Evenals appellant is de Raad verder van oordeel dat het tot de eigen verantwoordelijkheid behoort om te beschikken over een huurcontract van de woonruimte die men bewoont, zodat in het algemeen mag worden aangenomen dat men redelijkerwijs in staat is om een dergelijk contract te verstrekken. Aan het feit dat het pand vaak van eigenaar wisselde, kent de Raad niet dezelfde betekenis toe als de rechtbank heeft gedaan. Blijkens de in beroep alsnog overgelegde huurcontracten woonde gedaagde vanaf 20 april 1999 op het adres [adres 1] en huurde hij van 1 maart 2001 tot zijn vertrek per 29 oktober 2001 van dezelfde verhuurder. Voor zover hij gedurende deze periode niet zou hebben geweten wie de verhuurder was, dan wel (nog) niet over een huurcontract zou hebben beschikt, dienen de gevolgen daarvan voor zijn rekening en risico te blijven.

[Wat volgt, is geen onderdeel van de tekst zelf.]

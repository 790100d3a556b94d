use crate::{
    auth::JwtValidator,
    context::ConnectionInfo,
    dispatch::Dispatcher,
    handler::{HttpServerConfig, RpcHandler},
    middleware::JwtAuthLayer,
};
use conduit_metrics::http::HttpMetricsLayer;
use hyper::{http::HeaderValue, server::conn::Http, Body, Method, Request, Response};
use std::{error::Error, io, net::SocketAddr};
use tokio::{
    net::{TcpListener, TcpStream},
    task::JoinHandle,
};
use tokio_util::sync::CancellationToken;
use tower::{Service, ServiceBuilder};
use tower_http::cors::{AllowOrigin, Any, CorsLayer};
use tracing::{debug, info, warn};

/// JsonRpcServer serves a [Dispatcher](Dispatcher) over HTTP.
pub struct JsonRpcServer {
    /// The address to listen on.
    listen_address: SocketAddr,
    /// Limits and switches of the request handler.
    config: HttpServerConfig,
    /// The [cors layer](CorsLayer) to filter requests.
    cors_layer: Option<CorsLayer>,
    /// The [jwt layer](JwtAuthLayer) gating every request.
    jwt_layer: Option<JwtAuthLayer>,
}

impl JsonRpcServer {
    /// Create a new JsonRpcServer.
    ///
    /// # Arguments
    /// * `listen_address: SocketAddr` - The address to listen on, port 0 picks a free port.
    ///
    /// # Returns
    /// * `Self` - A new [JsonRpcServer](JsonRpcServer) instance.
    pub fn new(listen_address: SocketAddr) -> Self {
        Self {
            listen_address,
            config: HttpServerConfig::default(),
            cors_layer: None,
            jwt_layer: None,
        }
    }

    /// Replace the handler configuration.
    pub fn with_config(mut self, config: HttpServerConfig) -> Self {
        self.config = config;
        self
    }

    /// Add a cors layer to the server.
    ///
    /// # Arguments
    /// * `cors_domain: Vec<String>` - A list of CORS filters in the form of String.
    ///
    /// # Returns
    /// * `Self` - A new [JsonRpcServer](JsonRpcServer) instance.
    pub fn with_cors(mut self, cors_domain: Vec<String>) -> Self {
        let methods = [Method::POST, Method::GET, Method::OPTIONS];
        let cors_layer = if cors_domain.iter().any(|d| d == "*") {
            CorsLayer::new()
                .allow_headers(Any)
                .allow_methods(methods)
                .allow_origin(Any)
        } else {
            let mut origins: Vec<HeaderValue> = vec![];

            for domain in cors_domain.iter() {
                if let Ok(origin) = domain.parse::<HeaderValue>() {
                    origins.push(origin);
                }
            }

            CorsLayer::new()
                .allow_headers(Any)
                .allow_methods(methods)
                .allow_origin(AllowOrigin::list(origins))
        };

        self.cors_layer = Some(cors_layer);
        self
    }

    /// Require a valid bearer token on every request.
    ///
    /// # Arguments
    /// * `validator: JwtValidator` - The validator holding the shared secret.
    ///
    /// # Returns
    /// * `Self` - The JsonRpcServer instance.
    pub fn with_jwt(mut self, validator: JwtValidator) -> Self {
        self.jwt_layer = Some(JwtAuthLayer::new(validator));
        self
    }

    /// Start the [json RPC server](JsonRpcServer)
    ///
    /// # Returns
    /// * `io::Result<ServerHandle>` - The [handle](ServerHandle) of the server.
    pub async fn start<D: Dispatcher>(&self, dispatcher: D) -> io::Result<ServerHandle> {
        let listener = TcpListener::bind(self.listen_address).await?;
        let local_addr = listener.local_addr()?;

        let service = ServiceBuilder::new()
            .layer(HttpMetricsLayer::new())
            .option_layer(self.cors_layer.clone())
            .option_layer(self.jwt_layer.clone())
            .service(RpcHandler::new(dispatcher, self.config.clone()));

        info!(
            address = %local_addr,
            auth = self.jwt_layer.is_some(),
            "JSON-RPC HTTP server started"
        );
        let shutdown = CancellationToken::new();
        let task = tokio::spawn(accept_loop(listener, service, shutdown.clone()));
        Ok(ServerHandle {
            local_addr,
            shutdown,
            task,
        })
    }
}

/// Handle of a running [JsonRpcServer](JsonRpcServer).
#[derive(Debug)]
pub struct ServerHandle {
    local_addr: SocketAddr,
    shutdown: CancellationToken,
    task: JoinHandle<()>,
}

impl ServerHandle {
    /// The address the server is bound to.
    pub fn local_addr(&self) -> SocketAddr {
        self.local_addr
    }

    /// Stop accepting connections. Open connections finish their in-flight requests and are
    /// closed, requests queued behind them are answered with 503.
    pub fn stop(&self) {
        self.shutdown.cancel();
    }

    pub fn is_stopped(&self) -> bool {
        self.shutdown.is_cancelled()
    }

    /// Wait until the accept loop exits.
    pub async fn stopped(self) {
        if let Err(err) = self.task.await {
            warn!(%err, "JSON-RPC HTTP server task failed");
        }
    }
}

async fn accept_loop<S>(listener: TcpListener, service: S, shutdown: CancellationToken)
where
    S: Service<Request<Body>, Response = Response<Body>> + Clone + Send + 'static,
    S::Error: Into<Box<dyn Error + Send + Sync>>,
    S::Future: Send + 'static,
{
    loop {
        let (stream, remote_addr) = tokio::select! {
            _ = shutdown.cancelled() => break,
            accepted = listener.accept() => match accepted {
                Ok(accepted) => accepted,
                Err(err) => {
                    warn!(%err, "failed to accept connection");
                    continue;
                }
            },
        };

        let cancel = shutdown.child_token();
        let info = ConnectionInfo::new(remote_addr, cancel.clone());
        let service = ServiceBuilder::new()
            .map_request(move |mut req: Request<Body>| {
                req.extensions_mut().insert(info.clone());
                req
            })
            .service(service.clone());
        tokio::spawn(serve_connection(stream, service, cancel));
    }
    info!("JSON-RPC HTTP server stopped");
}

async fn serve_connection<S>(stream: TcpStream, service: S, cancel: CancellationToken)
where
    S: Service<Request<Body>, Response = Response<Body>> + Send + 'static,
    S::Error: Into<Box<dyn Error + Send + Sync>>,
    S::Future: Send + 'static,
{
    let conn = Http::new().serve_connection(stream, service);
    tokio::pin!(conn);
    let mut draining = false;
    loop {
        tokio::select! {
            res = conn.as_mut() => {
                if let Err(err) = res {
                    debug!(%err, "http connection error");
                }
                break;
            }
            _ = cancel.cancelled(), if !draining => {
                draining = true;
                conn.as_mut().graceful_shutdown();
            }
        }
    }
    // requests of this connection still waiting for dispatch see the cancellation
    cancel.cancel();
}
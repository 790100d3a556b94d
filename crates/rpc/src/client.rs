//! JSON-RPC client over HTTP POST.

use crate::{
    codec::ServerCodec,
    error::{ClientError, CodecError},
};
use async_trait::async_trait;
use conduit_primitives::{constants::http::CONTENT_TYPE, parse_payload, Message, PeerInfo};
use hyper::body::Bytes;
use jsonrpsee::types::ErrorObjectOwned;
use parking_lot::Mutex;
use reqwest::header::{self, HeaderMap, HeaderName, HeaderValue};
use serde::{de::DeserializeOwned, Serialize};
use serde_json::Value;
use std::sync::{
    atomic::{AtomicU64, Ordering},
    Arc,
};
use tokio_util::sync::{CancellationToken, WaitForCancellationFuture};
use tracing::{debug, trace};
use url::Url;

/// Half-duplex connection to an HTTP JSON-RPC endpoint.
///
/// Every request is an independent POST round trip. Headers set on the connection are sent with
/// every later request.
pub struct HttpConn {
    client: reqwest::Client,
    url: Url,
    headers: Mutex<HeaderMap>,
    closed: CancellationToken,
}

impl HttpConn {
    fn new(client: reqwest::Client, url: Url) -> Self {
        let mut headers = HeaderMap::with_capacity(2);
        headers.insert(header::ACCEPT, HeaderValue::from_static(CONTENT_TYPE));
        headers.insert(header::CONTENT_TYPE, HeaderValue::from_static(CONTENT_TYPE));
        Self {
            client,
            url,
            headers: Mutex::new(headers),
            closed: CancellationToken::new(),
        }
    }

    /// Set a header sent with every subsequent request, replacing any previous value.
    pub fn set_header(&self, name: &str, value: &str) -> Result<(), ClientError> {
        let invalid = || ClientError::InvalidHeader {
            name: name.to_string(),
        };
        let header_name = HeaderName::from_bytes(name.as_bytes()).map_err(|_| invalid())?;
        let header_value = HeaderValue::from_str(value).map_err(|_| invalid())?;
        self.headers.lock().insert(header_name, header_value);
        Ok(())
    }

    /// A snapshot of the headers sent with the next request.
    pub fn headers(&self) -> HeaderMap {
        self.headers.lock().clone()
    }

    pub fn url(&self) -> &Url {
        &self.url
    }

    async fn do_request<T: Serialize + ?Sized>(&self, msg: &T) -> Result<Bytes, ClientError> {
        let body = serde_json::to_vec(msg)?;
        // the lock is released before the round trip starts
        let headers = self.headers.lock().clone();
        let resp = self
            .client
            .post(self.url.clone())
            .headers(headers)
            .body(body)
            .send()
            .await?;
        let status = resp.status();
        let body = resp.bytes().await?;
        if !status.is_success() {
            return Err(ClientError::Status {
                status,
                body: String::from_utf8_lossy(&body).into_owned(),
            });
        }
        Ok(body)
    }
}

#[async_trait]
impl ServerCodec for HttpConn {
    /// Nothing is ever pushed by the server over HTTP, so this blocks until the connection is
    /// closed.
    async fn read_batch(&self) -> Result<(Vec<Message>, bool), CodecError> {
        self.closed.cancelled().await;
        Err(CodecError::Eof)
    }

    async fn write_json(&self, _value: &Value) -> Result<(), CodecError> {
        panic!("write_json called on HttpConn")
    }

    fn peer_info(&self) -> PeerInfo {
        panic!("peer_info called on HttpConn")
    }

    fn remote_addr(&self) -> String {
        self.url.to_string()
    }

    fn close(&self) {
        self.closed.cancel();
    }

    fn closed(&self) -> WaitForCancellationFuture<'_> {
        self.closed.cancelled()
    }
}

/// Ids of an outgoing call or batch waiting for their responses.
///
/// Responses are matched to requests by position, the Nth response answering the Nth request
/// that expects one. Notifications expect no response.
#[derive(Debug)]
struct PendingCall {
    ids: Vec<Option<Value>>,
}

impl PendingCall {
    fn new(msgs: &[Message]) -> Self {
        Self {
            ids: msgs
                .iter()
                .filter(|m| !m.is_notification())
                .map(|m| m.id.clone())
                .collect(),
        }
    }

    fn is_empty(&self) -> bool {
        self.ids.is_empty()
    }

    fn resolve(self, responses: Vec<Message>) -> Result<Vec<Message>, ClientError> {
        if responses.len() != self.ids.len() {
            return Err(ClientError::BatchLengthMismatch {
                expected: self.ids.len(),
                got: responses.len(),
            });
        }
        for (position, (id, resp)) in self.ids.iter().zip(&responses).enumerate() {
            if id.is_some() && resp.id != *id {
                debug!(
                    position,
                    request_id = ?id,
                    response_id = ?resp.id,
                    "response id differs from request id"
                );
            }
        }
        Ok(responses)
    }
}

/// One call of a [batch_call](Client::batch_call). The outcome is stored in `result`.
#[derive(Debug, Clone, PartialEq)]
pub struct BatchElem {
    pub method: String,
    pub params: Option<Value>,
    pub result: Option<Result<Value, ErrorObjectOwned>>,
}

impl BatchElem {
    pub fn new(method: impl Into<String>, params: Value) -> Self {
        Self {
            method: method.into(),
            params: Some(params),
            result: None,
        }
    }
}

/// JSON-RPC client bound to one HTTP endpoint.
pub struct Client {
    conn: Arc<HttpConn>,
    next_id: AtomicU64,
}

impl Client {
    /// Create a client for `endpoint` with a default HTTP client.
    ///
    /// # Arguments
    /// * `endpoint: &str` - The URL of the JSON-RPC endpoint.
    ///
    /// # Returns
    /// * `Result<Self, ClientError>` - The client, or an error if the URL does not parse.
    pub fn dial(endpoint: &str) -> Result<Self, ClientError> {
        Self::dial_with_client(endpoint, reqwest::Client::new())
    }

    /// Create a client for `endpoint` on top of a caller supplied HTTP client.
    ///
    /// The URL is checked here so a client that would fail every request is never built.
    pub fn dial_with_client(endpoint: &str, client: reqwest::Client) -> Result<Self, ClientError> {
        let url = Url::parse(endpoint)?;
        Ok(Self {
            conn: Arc::new(HttpConn::new(client, url)),
            next_id: AtomicU64::new(1),
        })
    }

    /// Set a header sent with every subsequent request.
    pub fn set_header(&self, name: &str, value: &str) -> Result<(), ClientError> {
        self.conn.set_header(name, value)
    }

    pub fn connection(&self) -> Arc<HttpConn> {
        self.conn.clone()
    }

    /// Close the client. Calls in flight fail with [Closed](ClientError::Closed), and so does
    /// every later call.
    pub fn close(&self) {
        self.conn.close();
    }

    pub fn is_closed(&self) -> bool {
        self.conn.closed.is_cancelled()
    }

    /// Send a single call and return its response.
    pub async fn send(&self, msg: &Message) -> Result<Message, ClientError> {
        let op = PendingCall {
            ids: vec![msg.id.clone()],
        };
        let body = self.round_trip(msg).await?;
        let resp: Message = serde_json::from_slice(&body)?;
        let mut resps = op.resolve(vec![resp])?;
        Ok(resps.remove(0))
    }

    /// Send a batch. The responses come back in request order, notifications excluded.
    pub async fn send_batch(&self, msgs: &[Message]) -> Result<Vec<Message>, ClientError> {
        let op = PendingCall::new(msgs);
        let body = self.round_trip(msgs).await?;
        // a server refusing the whole batch answers with a single error object
        let resps = if op.is_empty() && body.iter().all(u8::is_ascii_whitespace) {
            Vec::new()
        } else {
            parse_payload(&body)?.0
        };
        op.resolve(resps)
    }

    /// Send a notification. Whatever the server answers is ignored.
    pub async fn notify(&self, method: &str, params: impl Serialize) -> Result<(), ClientError> {
        let msg = Message::notification(method, Some(to_params(params)?));
        self.round_trip(&msg).await?;
        Ok(())
    }

    /// Call `method` and decode its result.
    pub async fn call<R: DeserializeOwned>(
        &self,
        method: &str,
        params: impl Serialize,
    ) -> Result<R, ClientError> {
        let msg = Message::request(self.next_id(), method, Some(to_params(params)?));
        let resp = self.send(&msg).await?;
        if let Some(err) = resp.error {
            return Err(ClientError::Rpc(err));
        }
        Ok(serde_json::from_value(resp.result.unwrap_or(Value::Null))?)
    }

    /// Send all elements as one batch and store each outcome in its element.
    pub async fn batch_call(&self, batch: &mut [BatchElem]) -> Result<(), ClientError> {
        let msgs: Vec<Message> = batch
            .iter()
            .map(|elem| Message::request(self.next_id(), elem.method.clone(), elem.params.clone()))
            .collect();
        let resps = self.send_batch(&msgs).await?;
        for (elem, resp) in batch.iter_mut().zip(resps) {
            elem.result = Some(match resp.error {
                Some(err) => Err(err),
                None => Ok(resp.result.unwrap_or(Value::Null)),
            });
        }
        Ok(())
    }

    async fn round_trip<T: Serialize + ?Sized>(&self, msg: &T) -> Result<Bytes, ClientError> {
        if self.is_closed() {
            return Err(ClientError::Closed);
        }
        trace!(url = %self.conn.url, "sending json-rpc request");
        tokio::select! {
            res = self.conn.do_request(msg) => res,
            _ = self.conn.closed.cancelled() => Err(ClientError::Closed),
        }
    }

    fn next_id(&self) -> Value {
        Value::from(self.next_id.fetch_add(1, Ordering::Relaxed))
    }
}

/// Encode call parameters. Absent parameters are sent as an empty array.
fn to_params(params: impl Serialize) -> Result<Value, ClientError> {
    Ok(match serde_json::to_value(params)? {
        Value::Null => Value::Array(Vec::new()),
        value => value,
    })
}
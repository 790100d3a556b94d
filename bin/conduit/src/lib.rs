pub mod cli;
pub mod node;
pub mod utils;
use conduit_primitives::PeerInfo;
use std::net::SocketAddr;
use tokio_util::sync::{CancellationToken, WaitForCancellationFuture};

/// Per-connection metadata the host server attaches to the extensions of every request.
#[derive(Debug, Clone)]
pub struct ConnectionInfo {
    /// Address of the remote end of the connection.
    pub remote_addr: SocketAddr,
    /// Cancelled once the connection is gone or the server shuts down.
    pub cancel: CancellationToken,
}

impl ConnectionInfo {
    pub fn new(remote_addr: SocketAddr, cancel: CancellationToken) -> Self {
        Self {
            remote_addr,
            cancel,
        }
    }
}

/// Request-scoped context handed to a dispatcher.
#[derive(Debug, Clone, Default)]
pub struct RequestContext {
    /// Who sent the request.
    pub peer: PeerInfo,
    /// Verbose diagnostics were requested for this request.
    pub debug: bool,
    cancel: CancellationToken,
}

impl RequestContext {
    pub fn new(peer: PeerInfo, cancel: CancellationToken) -> Self {
        Self {
            peer,
            debug: false,
            cancel,
        }
    }

    pub fn with_debug(mut self, debug: bool) -> Self {
        self.debug = debug;
        self
    }

    /// Whether the connection carrying this request is already gone.
    pub fn is_cancelled(&self) -> bool {
        self.cancel.is_cancelled()
    }

    /// Resolves when the connection carrying this request goes away.
    pub fn cancelled(&self) -> WaitForCancellationFuture<'_> {
        self.cancel.cancelled()
    }
}
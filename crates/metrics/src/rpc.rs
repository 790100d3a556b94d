use metrics::{counter, describe_counter};

const RPC_CALL: &str = "conduit_rpc_call";
const RPC_CALL_FAILED: &str = "conduit_rpc_call_failed";
const AUTH_REJECTED: &str = "conduit_auth_rejected";

/// Record a dispatched method call and, for failures, its error code.
pub fn record_rpc_call(method: &str, error_code: Option<i32>) {
    counter!(RPC_CALL, "method" => method.to_string()).increment(1);
    if let Some(code) = error_code {
        counter!(RPC_CALL_FAILED, "method" => method.to_string(), "code" => code.to_string())
            .increment(1);
    }
}

/// Record a request turned away by the bearer token gate.
pub fn record_auth_rejection(reason: &'static str) {
    counter!(AUTH_REJECTED, "reason" => reason).increment(1);
}

pub fn describe_json_rpc_metrics() {
    describe_counter!(RPC_CALL, "The number of json rpc calls dispatched so far");
    describe_counter!(RPC_CALL_FAILED, "The number of failed json rpc calls so far");
    describe_counter!(AUTH_REJECTED, "The number of requests rejected by the jwt gate");
    counter!(RPC_CALL).absolute(0);
    counter!(RPC_CALL_FAILED).absolute(0);
    counter!(AUTH_REJECTED).absolute(0);
}
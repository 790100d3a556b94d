//! JSON-RPC over HTTP primitive types
//!
//! This crate contains the message envelope, peer metadata and the named defaults shared by the
//! client, the server handler and the auth gate.

pub mod constants;
mod message;
mod peer;

pub use message::{parse_payload, Message};
pub use peer::{HttpInfo, PeerInfo};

Naar aanleiding van de namens gedaagde ingenomen stelling, dat in ieder geval bijstand verleend had moeten worden vanaf 29 oktober 2001, overweegt de Raad ten slotte nog dat, daargelaten dat niet is gebleken dat gedaagde met ingang van die datum een nieuwe aanvraag heeft ingediend, in dit geding de aanvraag om bijstand van 10 oktober 2001 ter beoordeling staat.
Uit het vorenstaande volgt dat bij het besluit van 14 maart 2002 terecht het besluit om de aanvraag op grond van artikel 4:5 van de Abw buiten behandeling te stellen is gehandhaafd. Ten onrechte is dat besluit door de rechtbank vernietigd, zodat de aangevallen uitspraak niet in stand kan blijven.
De Raad ziet geen aanleiding voor een veroordeling in de proceskosten.
III. BESLISSING
De Centrale Raad van Beroep,
Recht doende:
Vernietigt de aangevallen uitspraak;
Verklaart het beroep tegen het besluit van 14 maart 2002 ongegrond.
Aldus gewezen door mr. J.M.A. van der Kolk-Severijns als voorzitter en mr. R.M. van Male en mr. J.N.A. Bootsma als leden, in tegenwoordigheid van mr. R. van den Munckhof als griffier, en uitgesproken in het openbaar op 7 december 2004.